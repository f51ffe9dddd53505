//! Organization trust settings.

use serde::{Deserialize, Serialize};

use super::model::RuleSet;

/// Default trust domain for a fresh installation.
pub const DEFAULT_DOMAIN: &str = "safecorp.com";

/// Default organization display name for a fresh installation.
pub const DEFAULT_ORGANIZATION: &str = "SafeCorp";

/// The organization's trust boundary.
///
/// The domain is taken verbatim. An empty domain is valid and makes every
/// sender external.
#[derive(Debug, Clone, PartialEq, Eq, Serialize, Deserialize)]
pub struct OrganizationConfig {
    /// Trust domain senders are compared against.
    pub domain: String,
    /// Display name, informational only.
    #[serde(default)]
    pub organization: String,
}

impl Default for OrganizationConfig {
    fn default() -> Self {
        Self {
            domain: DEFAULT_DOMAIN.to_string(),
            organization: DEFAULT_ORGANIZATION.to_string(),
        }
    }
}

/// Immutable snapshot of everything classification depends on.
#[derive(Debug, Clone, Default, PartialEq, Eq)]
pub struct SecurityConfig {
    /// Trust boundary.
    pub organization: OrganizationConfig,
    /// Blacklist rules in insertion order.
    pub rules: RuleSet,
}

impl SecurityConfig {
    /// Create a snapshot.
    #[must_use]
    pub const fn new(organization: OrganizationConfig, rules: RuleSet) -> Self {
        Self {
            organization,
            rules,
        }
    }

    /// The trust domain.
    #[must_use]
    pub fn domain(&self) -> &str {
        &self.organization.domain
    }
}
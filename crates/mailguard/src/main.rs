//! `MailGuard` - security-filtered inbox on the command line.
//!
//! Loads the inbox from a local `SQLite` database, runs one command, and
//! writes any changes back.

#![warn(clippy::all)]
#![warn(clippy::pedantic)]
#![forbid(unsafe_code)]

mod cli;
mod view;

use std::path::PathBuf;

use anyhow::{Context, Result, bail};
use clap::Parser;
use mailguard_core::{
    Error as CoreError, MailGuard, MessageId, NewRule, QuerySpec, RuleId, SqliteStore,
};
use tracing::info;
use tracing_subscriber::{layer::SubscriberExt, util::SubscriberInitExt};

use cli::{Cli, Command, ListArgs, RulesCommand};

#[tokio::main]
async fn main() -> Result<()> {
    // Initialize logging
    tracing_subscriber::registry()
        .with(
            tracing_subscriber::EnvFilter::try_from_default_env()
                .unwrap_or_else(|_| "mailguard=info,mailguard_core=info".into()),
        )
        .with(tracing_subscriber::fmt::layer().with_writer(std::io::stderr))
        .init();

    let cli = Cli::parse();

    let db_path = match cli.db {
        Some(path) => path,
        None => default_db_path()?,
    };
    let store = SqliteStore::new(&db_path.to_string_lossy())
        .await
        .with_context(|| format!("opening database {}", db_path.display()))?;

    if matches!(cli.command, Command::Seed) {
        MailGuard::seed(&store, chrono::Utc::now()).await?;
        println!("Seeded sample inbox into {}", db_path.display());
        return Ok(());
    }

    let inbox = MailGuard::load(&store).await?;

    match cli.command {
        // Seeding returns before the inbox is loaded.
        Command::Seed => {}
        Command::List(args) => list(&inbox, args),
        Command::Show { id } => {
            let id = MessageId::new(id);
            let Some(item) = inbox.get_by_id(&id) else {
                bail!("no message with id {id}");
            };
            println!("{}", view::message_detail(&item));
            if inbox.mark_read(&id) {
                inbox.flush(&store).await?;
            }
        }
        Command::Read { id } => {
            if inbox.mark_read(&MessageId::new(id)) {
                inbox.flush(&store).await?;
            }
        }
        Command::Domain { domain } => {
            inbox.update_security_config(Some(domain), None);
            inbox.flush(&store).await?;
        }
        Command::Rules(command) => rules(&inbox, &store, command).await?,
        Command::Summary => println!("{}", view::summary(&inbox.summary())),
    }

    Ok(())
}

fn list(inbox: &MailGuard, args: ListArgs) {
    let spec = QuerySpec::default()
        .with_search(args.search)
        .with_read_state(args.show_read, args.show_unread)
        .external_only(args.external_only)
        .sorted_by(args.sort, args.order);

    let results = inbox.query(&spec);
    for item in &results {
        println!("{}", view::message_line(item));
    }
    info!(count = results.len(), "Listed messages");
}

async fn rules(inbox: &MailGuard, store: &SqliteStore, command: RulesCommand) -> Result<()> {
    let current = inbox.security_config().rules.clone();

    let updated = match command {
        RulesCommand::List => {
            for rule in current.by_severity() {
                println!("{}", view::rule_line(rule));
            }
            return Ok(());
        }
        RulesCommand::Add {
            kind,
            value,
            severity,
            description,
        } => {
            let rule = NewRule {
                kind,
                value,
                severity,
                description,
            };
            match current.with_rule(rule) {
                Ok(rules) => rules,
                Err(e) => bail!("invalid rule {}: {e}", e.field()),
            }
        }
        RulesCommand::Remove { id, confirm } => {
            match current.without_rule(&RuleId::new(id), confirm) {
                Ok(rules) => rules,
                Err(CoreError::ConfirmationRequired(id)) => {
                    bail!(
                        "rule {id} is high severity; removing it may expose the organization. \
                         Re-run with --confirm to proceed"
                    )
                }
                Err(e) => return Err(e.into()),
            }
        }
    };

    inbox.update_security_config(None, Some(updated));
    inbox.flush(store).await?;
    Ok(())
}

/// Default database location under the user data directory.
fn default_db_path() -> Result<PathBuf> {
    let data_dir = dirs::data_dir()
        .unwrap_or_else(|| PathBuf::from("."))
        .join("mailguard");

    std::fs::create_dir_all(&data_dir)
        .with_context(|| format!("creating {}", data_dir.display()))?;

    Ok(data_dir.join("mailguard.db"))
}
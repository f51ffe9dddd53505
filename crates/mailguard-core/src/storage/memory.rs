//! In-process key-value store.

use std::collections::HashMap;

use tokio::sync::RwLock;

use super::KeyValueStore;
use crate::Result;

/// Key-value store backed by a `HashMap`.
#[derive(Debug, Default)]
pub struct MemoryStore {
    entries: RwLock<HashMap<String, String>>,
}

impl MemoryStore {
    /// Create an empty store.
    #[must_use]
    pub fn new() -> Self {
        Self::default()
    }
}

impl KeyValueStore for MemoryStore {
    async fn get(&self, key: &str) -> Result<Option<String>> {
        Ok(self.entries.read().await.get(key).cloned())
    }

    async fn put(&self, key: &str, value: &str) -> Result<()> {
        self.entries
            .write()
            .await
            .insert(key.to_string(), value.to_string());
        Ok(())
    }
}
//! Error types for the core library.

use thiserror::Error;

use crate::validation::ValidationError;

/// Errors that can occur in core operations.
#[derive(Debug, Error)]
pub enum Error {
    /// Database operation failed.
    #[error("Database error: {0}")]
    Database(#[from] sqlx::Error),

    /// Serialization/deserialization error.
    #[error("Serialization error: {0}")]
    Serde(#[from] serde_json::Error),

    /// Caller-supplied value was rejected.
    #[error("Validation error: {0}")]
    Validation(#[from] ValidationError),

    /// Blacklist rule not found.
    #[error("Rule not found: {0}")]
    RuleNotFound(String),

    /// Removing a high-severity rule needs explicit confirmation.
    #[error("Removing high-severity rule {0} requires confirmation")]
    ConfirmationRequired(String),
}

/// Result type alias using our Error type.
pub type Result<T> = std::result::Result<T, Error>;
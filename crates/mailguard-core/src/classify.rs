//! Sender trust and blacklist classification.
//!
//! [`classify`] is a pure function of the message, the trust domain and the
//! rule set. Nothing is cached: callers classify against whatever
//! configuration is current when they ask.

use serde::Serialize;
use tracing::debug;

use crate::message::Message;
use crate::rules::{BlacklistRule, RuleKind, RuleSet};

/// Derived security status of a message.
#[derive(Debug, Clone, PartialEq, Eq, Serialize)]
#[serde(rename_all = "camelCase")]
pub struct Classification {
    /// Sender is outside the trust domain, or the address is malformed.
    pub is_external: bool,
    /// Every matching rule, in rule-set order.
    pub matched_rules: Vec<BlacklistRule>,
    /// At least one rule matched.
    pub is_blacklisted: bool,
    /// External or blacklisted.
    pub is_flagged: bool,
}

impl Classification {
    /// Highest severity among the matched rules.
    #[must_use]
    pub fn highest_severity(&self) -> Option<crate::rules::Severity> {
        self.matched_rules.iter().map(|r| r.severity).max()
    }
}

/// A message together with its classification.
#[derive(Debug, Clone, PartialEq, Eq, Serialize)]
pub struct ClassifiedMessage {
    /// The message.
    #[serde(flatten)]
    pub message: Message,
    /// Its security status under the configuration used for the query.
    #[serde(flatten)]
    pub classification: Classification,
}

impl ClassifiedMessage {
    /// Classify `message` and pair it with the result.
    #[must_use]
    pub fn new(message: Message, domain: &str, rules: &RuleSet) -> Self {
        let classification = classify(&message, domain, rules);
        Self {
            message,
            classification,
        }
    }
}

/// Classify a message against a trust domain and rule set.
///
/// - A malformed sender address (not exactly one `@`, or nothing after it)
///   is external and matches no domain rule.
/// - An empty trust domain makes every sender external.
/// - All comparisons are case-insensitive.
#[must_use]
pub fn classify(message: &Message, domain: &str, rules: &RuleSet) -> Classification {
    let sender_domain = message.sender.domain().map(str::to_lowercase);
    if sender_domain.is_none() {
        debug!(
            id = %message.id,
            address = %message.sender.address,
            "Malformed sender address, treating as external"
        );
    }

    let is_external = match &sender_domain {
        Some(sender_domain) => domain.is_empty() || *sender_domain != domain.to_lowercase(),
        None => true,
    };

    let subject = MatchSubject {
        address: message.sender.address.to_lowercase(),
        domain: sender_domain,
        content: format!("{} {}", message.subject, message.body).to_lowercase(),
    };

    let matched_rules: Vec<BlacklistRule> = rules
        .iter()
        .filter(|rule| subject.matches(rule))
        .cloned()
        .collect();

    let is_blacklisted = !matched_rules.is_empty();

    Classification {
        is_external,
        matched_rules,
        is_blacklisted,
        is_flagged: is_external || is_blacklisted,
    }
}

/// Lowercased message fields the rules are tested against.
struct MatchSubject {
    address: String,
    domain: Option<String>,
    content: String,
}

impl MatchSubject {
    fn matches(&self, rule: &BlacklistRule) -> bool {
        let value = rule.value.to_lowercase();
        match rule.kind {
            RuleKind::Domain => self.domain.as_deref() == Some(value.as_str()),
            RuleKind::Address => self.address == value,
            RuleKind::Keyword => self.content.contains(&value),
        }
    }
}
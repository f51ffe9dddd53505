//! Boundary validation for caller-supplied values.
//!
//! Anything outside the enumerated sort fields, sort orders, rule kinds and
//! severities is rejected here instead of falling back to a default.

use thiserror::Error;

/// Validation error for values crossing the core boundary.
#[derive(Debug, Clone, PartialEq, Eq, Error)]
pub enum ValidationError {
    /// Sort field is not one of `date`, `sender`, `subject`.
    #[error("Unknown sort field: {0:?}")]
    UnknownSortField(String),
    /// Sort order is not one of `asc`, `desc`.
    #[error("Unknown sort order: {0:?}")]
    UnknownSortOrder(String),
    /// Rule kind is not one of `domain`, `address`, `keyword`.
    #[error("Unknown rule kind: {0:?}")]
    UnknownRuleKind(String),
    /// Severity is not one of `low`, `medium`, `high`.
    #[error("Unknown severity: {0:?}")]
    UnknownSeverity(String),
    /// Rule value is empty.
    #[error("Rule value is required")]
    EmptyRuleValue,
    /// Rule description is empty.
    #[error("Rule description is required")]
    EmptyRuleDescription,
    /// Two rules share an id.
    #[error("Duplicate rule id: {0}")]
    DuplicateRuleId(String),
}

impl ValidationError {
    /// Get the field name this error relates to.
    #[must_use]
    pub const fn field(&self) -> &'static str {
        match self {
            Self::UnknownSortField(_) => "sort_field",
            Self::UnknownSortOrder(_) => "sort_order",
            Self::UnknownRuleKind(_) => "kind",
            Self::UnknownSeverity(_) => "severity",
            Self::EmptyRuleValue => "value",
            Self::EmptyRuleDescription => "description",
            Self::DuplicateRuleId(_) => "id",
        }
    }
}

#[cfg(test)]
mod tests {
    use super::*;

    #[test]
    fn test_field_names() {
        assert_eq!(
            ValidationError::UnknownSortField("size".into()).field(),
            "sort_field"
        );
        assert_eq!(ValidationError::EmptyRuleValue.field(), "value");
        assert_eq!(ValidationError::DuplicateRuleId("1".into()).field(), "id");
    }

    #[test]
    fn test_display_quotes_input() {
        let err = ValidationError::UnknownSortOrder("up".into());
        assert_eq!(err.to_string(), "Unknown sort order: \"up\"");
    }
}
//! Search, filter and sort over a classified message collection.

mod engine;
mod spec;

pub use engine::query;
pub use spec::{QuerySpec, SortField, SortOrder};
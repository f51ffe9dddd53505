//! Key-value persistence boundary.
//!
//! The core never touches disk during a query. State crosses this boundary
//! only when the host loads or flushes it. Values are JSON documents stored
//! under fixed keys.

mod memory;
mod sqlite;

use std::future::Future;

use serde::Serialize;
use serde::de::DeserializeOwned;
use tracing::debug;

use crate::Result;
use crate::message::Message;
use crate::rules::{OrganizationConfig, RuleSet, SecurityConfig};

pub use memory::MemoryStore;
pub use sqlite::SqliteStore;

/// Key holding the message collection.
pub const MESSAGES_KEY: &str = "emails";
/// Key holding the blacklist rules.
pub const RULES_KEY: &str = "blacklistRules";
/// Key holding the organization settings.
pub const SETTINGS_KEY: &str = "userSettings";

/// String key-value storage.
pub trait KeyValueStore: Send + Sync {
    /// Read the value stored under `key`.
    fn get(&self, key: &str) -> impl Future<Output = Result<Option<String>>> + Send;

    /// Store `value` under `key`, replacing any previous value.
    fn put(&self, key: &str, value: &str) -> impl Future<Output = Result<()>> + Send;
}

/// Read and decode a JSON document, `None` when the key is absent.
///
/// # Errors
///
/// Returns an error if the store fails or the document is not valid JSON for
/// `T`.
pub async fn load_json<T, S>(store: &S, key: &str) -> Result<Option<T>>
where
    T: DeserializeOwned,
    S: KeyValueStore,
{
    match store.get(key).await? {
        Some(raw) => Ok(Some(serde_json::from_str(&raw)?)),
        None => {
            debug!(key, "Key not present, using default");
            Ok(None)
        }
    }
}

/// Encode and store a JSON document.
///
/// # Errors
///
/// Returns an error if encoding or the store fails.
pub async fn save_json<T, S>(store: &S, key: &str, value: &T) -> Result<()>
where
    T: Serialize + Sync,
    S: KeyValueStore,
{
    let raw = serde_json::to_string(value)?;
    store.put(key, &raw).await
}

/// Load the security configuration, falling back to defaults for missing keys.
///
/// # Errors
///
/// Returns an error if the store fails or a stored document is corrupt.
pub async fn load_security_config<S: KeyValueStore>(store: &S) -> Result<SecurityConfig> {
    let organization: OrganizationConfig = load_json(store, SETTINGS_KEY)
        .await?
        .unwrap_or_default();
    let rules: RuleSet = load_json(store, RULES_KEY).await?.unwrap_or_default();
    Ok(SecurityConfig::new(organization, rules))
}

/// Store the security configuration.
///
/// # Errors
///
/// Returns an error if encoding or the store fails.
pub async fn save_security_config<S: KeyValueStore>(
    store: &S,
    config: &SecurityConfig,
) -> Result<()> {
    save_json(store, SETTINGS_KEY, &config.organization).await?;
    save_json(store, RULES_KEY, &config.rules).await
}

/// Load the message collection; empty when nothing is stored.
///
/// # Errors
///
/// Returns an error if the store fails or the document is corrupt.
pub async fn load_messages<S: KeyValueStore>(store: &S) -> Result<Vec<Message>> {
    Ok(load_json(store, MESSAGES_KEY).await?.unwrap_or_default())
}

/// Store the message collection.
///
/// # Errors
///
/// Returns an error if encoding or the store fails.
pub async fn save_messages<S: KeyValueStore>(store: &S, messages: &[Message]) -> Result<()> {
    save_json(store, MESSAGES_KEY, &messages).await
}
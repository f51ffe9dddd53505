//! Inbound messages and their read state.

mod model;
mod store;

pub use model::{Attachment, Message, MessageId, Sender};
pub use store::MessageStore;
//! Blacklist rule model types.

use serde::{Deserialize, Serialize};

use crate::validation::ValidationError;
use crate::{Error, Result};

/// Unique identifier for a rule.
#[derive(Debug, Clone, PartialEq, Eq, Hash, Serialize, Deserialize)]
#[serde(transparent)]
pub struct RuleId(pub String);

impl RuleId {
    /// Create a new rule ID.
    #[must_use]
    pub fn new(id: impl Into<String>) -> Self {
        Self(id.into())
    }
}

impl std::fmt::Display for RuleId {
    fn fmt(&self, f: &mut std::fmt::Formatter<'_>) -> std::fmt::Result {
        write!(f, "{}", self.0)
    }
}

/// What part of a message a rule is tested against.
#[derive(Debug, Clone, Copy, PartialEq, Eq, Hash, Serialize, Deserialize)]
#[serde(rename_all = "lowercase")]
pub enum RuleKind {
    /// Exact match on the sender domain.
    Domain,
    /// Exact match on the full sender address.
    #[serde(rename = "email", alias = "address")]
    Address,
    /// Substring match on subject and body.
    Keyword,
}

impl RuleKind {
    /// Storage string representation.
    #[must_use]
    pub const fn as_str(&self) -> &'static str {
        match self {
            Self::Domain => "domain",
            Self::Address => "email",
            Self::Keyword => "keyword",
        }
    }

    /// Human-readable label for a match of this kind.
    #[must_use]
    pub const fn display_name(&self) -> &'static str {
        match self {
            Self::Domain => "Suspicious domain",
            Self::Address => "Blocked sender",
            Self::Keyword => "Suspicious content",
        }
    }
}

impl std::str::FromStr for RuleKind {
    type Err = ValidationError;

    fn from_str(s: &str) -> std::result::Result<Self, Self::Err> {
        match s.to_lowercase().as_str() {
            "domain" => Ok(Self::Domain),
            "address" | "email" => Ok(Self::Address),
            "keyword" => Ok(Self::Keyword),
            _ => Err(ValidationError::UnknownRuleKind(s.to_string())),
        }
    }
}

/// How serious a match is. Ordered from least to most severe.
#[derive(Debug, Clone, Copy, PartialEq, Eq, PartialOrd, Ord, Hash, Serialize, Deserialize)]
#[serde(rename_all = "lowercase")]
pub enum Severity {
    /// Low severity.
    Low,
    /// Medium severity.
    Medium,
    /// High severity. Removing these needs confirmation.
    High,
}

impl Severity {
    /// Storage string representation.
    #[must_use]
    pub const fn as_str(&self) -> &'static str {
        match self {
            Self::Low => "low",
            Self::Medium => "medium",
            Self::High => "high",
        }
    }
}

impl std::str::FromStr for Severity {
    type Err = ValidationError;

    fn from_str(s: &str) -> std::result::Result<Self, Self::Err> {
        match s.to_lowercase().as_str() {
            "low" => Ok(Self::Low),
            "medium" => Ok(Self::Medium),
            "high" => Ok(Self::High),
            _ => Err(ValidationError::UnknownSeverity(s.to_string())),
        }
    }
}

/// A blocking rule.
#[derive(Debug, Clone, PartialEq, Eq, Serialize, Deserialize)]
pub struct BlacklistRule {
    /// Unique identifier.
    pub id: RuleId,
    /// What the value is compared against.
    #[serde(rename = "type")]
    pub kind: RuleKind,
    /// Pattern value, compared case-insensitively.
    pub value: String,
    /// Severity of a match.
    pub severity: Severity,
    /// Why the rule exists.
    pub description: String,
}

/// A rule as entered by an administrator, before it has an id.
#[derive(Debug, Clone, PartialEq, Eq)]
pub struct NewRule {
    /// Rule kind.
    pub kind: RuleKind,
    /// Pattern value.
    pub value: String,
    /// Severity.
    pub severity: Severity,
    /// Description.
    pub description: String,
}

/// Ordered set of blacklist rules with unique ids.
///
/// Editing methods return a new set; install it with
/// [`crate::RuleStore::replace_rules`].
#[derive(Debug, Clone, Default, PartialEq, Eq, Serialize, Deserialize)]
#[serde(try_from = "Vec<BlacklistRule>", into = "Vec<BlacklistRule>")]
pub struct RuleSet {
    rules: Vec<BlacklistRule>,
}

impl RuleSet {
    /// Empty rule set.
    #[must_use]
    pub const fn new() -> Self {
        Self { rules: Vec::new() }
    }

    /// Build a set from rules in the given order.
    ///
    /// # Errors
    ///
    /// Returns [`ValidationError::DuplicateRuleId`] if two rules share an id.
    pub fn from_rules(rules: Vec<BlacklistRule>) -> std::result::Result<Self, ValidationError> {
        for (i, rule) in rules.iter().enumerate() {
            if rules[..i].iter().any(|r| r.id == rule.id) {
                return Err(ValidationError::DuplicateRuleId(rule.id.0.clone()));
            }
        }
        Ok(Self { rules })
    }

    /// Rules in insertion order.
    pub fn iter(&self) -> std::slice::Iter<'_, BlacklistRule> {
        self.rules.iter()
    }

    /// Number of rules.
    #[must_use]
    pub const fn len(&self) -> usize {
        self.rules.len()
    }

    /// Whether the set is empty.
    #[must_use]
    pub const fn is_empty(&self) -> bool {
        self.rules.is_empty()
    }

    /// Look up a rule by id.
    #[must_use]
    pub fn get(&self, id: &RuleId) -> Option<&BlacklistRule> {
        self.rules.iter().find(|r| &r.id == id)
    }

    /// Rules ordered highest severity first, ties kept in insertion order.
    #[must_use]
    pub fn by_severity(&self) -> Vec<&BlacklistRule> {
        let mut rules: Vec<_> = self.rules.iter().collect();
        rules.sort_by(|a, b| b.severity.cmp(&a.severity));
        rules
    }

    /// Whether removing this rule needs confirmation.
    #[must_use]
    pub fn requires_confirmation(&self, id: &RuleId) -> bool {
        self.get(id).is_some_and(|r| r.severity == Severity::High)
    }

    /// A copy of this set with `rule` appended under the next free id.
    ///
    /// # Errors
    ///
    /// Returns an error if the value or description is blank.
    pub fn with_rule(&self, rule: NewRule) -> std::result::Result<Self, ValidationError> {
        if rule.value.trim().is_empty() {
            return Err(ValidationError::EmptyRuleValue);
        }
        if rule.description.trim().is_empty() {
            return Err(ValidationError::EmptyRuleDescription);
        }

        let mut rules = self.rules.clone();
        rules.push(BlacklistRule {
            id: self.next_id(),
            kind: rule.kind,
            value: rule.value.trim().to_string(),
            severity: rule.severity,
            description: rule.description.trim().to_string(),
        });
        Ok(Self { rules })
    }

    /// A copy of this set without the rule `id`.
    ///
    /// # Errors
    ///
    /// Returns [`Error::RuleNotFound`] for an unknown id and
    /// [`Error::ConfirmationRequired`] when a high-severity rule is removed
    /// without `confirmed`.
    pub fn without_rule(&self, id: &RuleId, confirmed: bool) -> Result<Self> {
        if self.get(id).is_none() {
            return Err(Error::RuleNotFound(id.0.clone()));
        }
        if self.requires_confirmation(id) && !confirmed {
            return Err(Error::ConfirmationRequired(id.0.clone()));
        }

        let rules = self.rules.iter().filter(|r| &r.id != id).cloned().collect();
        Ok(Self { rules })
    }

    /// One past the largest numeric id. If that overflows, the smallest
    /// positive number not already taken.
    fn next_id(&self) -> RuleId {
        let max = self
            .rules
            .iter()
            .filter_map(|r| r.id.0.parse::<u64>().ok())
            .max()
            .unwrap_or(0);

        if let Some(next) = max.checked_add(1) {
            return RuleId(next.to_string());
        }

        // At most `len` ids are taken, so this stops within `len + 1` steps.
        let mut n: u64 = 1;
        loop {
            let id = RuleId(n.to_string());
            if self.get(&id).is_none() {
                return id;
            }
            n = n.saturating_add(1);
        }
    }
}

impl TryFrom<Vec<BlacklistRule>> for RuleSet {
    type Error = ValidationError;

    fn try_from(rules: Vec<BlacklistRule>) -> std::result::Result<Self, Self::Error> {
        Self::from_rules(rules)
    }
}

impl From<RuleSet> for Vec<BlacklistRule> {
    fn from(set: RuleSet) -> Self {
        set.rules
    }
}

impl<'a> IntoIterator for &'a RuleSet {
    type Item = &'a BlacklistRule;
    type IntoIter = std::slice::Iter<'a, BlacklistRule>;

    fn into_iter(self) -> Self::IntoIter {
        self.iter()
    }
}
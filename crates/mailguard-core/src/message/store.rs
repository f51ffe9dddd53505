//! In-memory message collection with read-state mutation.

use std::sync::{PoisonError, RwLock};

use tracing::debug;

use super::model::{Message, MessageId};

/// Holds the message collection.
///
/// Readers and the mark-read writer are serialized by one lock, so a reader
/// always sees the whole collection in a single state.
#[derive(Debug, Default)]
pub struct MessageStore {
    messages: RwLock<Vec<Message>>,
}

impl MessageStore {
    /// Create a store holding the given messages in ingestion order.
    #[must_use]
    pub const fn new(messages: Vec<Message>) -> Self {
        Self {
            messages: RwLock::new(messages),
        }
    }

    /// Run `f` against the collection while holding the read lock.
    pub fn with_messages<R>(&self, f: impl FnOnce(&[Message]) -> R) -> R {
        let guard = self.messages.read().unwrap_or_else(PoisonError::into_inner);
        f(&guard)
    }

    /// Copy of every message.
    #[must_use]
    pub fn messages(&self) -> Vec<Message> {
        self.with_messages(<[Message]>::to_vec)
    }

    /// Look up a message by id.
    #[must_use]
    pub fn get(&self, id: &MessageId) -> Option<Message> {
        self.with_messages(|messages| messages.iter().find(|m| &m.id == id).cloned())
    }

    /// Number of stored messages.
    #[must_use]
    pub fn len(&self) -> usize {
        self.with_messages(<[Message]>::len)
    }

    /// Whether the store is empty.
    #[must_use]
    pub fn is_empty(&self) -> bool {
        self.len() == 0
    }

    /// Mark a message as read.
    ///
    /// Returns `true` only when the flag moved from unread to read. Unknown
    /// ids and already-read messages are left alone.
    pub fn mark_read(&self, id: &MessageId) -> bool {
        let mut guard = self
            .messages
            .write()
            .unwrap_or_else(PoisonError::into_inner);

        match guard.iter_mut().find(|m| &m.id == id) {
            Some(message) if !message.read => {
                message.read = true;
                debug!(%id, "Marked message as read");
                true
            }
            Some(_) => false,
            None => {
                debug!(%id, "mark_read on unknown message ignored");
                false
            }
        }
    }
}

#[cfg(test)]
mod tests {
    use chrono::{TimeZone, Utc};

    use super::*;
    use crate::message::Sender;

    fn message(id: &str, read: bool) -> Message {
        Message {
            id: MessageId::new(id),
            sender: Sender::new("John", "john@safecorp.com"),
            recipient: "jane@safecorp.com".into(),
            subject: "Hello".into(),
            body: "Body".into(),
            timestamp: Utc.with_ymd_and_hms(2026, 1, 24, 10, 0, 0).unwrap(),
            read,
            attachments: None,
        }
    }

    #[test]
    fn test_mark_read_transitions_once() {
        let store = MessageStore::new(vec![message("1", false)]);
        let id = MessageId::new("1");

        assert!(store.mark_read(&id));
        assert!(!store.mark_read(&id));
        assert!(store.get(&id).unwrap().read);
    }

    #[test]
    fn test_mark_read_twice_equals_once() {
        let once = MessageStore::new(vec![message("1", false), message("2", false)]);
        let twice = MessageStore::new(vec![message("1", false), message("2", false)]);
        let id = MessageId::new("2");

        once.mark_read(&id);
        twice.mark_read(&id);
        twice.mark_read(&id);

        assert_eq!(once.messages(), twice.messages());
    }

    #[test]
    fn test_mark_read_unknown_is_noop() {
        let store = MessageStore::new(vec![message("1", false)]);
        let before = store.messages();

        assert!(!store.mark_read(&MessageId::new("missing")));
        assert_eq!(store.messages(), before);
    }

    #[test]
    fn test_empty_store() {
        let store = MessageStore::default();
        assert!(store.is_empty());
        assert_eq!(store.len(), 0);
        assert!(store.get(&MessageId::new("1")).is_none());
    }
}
══════════
Which lines of the data include the word "MatchSubject"? Copy each one.

    let subject = MatchSubject {
struct MatchSubject {
impl MatchSubject {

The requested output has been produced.